The United Kingdom’s Environmental Agency evaluated nine categories of environmental impacts of paper and plastic bags. Paper bags were more environmentally harmful than plastic bags in every category: global warming potential, abiotic depletion, acidification, eutrophication, human toxicity, fresh water aquatic ecotoxicity, marine aquatic ecotoxicity, terrestrial ecotoxicity and photochemical oxidation.16

Plastic Bags versus Cloth Bags. Plastic bags are also noticeably more environmentally friendly than reusable cloth bags.

While most plastic bags are manufactured domestically, most reusable bags are produced outside the United States in places like China. These bags are then transported via gas-guzzling cargo ships to customers in the United States. Cargo ship transport is a significant generator of pollution. Additionally, as reusable bags are made from cotton and other sources that require substantial amounts of farmland to produce, the production of cloth bags leads to destruction of forests in cotton producing regions. These farms can also increase erosion and lead to pesticides in drinking water. Cloth bags are much more challenging to recycle since they contain a combination of materials including metal, cotton and other fabrics.17 

The United Kingdom’s Environmental Agency determined that cotton bags have to be used 104 times before their environmental performance surpasses that of plastic bags.18  However, the average cotton bag is only used 52 times, and some cloth bags are used much less. As a result, cloth bags have twice the negative environmental impact of plastic bags.

Litter. Studies show that plastic bags represent a tiny portion of litter and that banning them has not reduced the amount. Nationwide studies show that plastic bags constitute no more than 1 percent to 2 percent of all litter, on average.19  According to the Keep America Beautiful campaign, plastic bags are not one of the top 10 sources of litter nationwide.20  The results of litter studies in various localities are fairly consistent:

  • In Austin, Texas, for example, an evaluation of representative litter found that plastics comprised 0.6 percent of the city’s total litter — but the figure was likely high due to the inclusion of other plastic waste, such as trash bags. 21 
  • In California, a Statewide Waste Characterization Study found that banned plastic bags constitute only 0.3 percent of the waste stream in the state.22 
  • In San Francisco, surveyors found that plastic bags comprised 0.6 percent of the city’s litter before a local ban was enacted, and a year after the ban, the portion of the city’s litter attributable to plastic bags actually increased to 0.64 percent.

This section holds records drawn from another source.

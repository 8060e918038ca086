//! Configuration data structures for the waypoint server.
//!
//! These types map directly to TOML (also JSON / YAML) configuration files and
//! carry serde defaults so that an empty file is a valid configuration.
use serde::{Deserialize, Serialize};

/// Log output format
#[derive(Debug, Serialize, Deserialize, Clone, Copy, PartialEq, Eq, Default)]
#[serde(rename_all = "snake_case")]
pub enum LogFormat {
    /// One JSON object per event
    #[default]
    Json,
    /// Human readable multi-line output for development
    Pretty,
}

/// Logging configuration
#[derive(Debug, Serialize, Deserialize, Clone)]
#[serde(default)]
pub struct LoggingConfig {
    /// `EnvFilter` directive, e.g. `info` or `waypoint=debug,tower_http=info`
    pub level: String,
    pub format: LogFormat,
    /// Include the span list in JSON events
    pub include_spans: bool,
}

impl Default for LoggingConfig {
    fn default() -> Self {
        Self {
            level: "info".to_string(),
            format: LogFormat::Json,
            include_spans: true,
        }
    }
}

/// Top-level server configuration
#[derive(Debug, Serialize, Deserialize, Clone)]
#[serde(default)]
pub struct ServerConfig {
    /// Socket address to bind, `IP:PORT`
    pub listen_addr: String,
    /// Largest request body accepted before answering `413`
    pub max_body_bytes: usize,
    /// How long in-flight requests may take to finish after a shutdown signal
    pub shutdown_timeout_secs: u64,
    pub logging: LoggingConfig,
}

impl Default for ServerConfig {
    fn default() -> Self {
        Self {
            listen_addr: "127.0.0.1:8080".to_string(),
            max_body_bytes: 2 * 1024 * 1024,
            shutdown_timeout_secs: 30,
            logging: LoggingConfig::default(),
        }
    }
}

Recycling. A much larger percentage of plastic bags are recycled today than 10 years ago. According to a survey conducted by Moore Recycling Associates, the number of bags recovered increased 27 percent between 2009 and 2010.23  These bags made up approximately 13 percent of the total film and bag material recovered in 2010. This amounted to approximately 127 million pounds of plastic bags recycled in 2010, compared with 100 million pounds in 2009. According to the EPA, almost 12 percent of plastic bags were recycled in 2010.24  The number of bags recycled can substantially change the economic and environmental costs of the bags.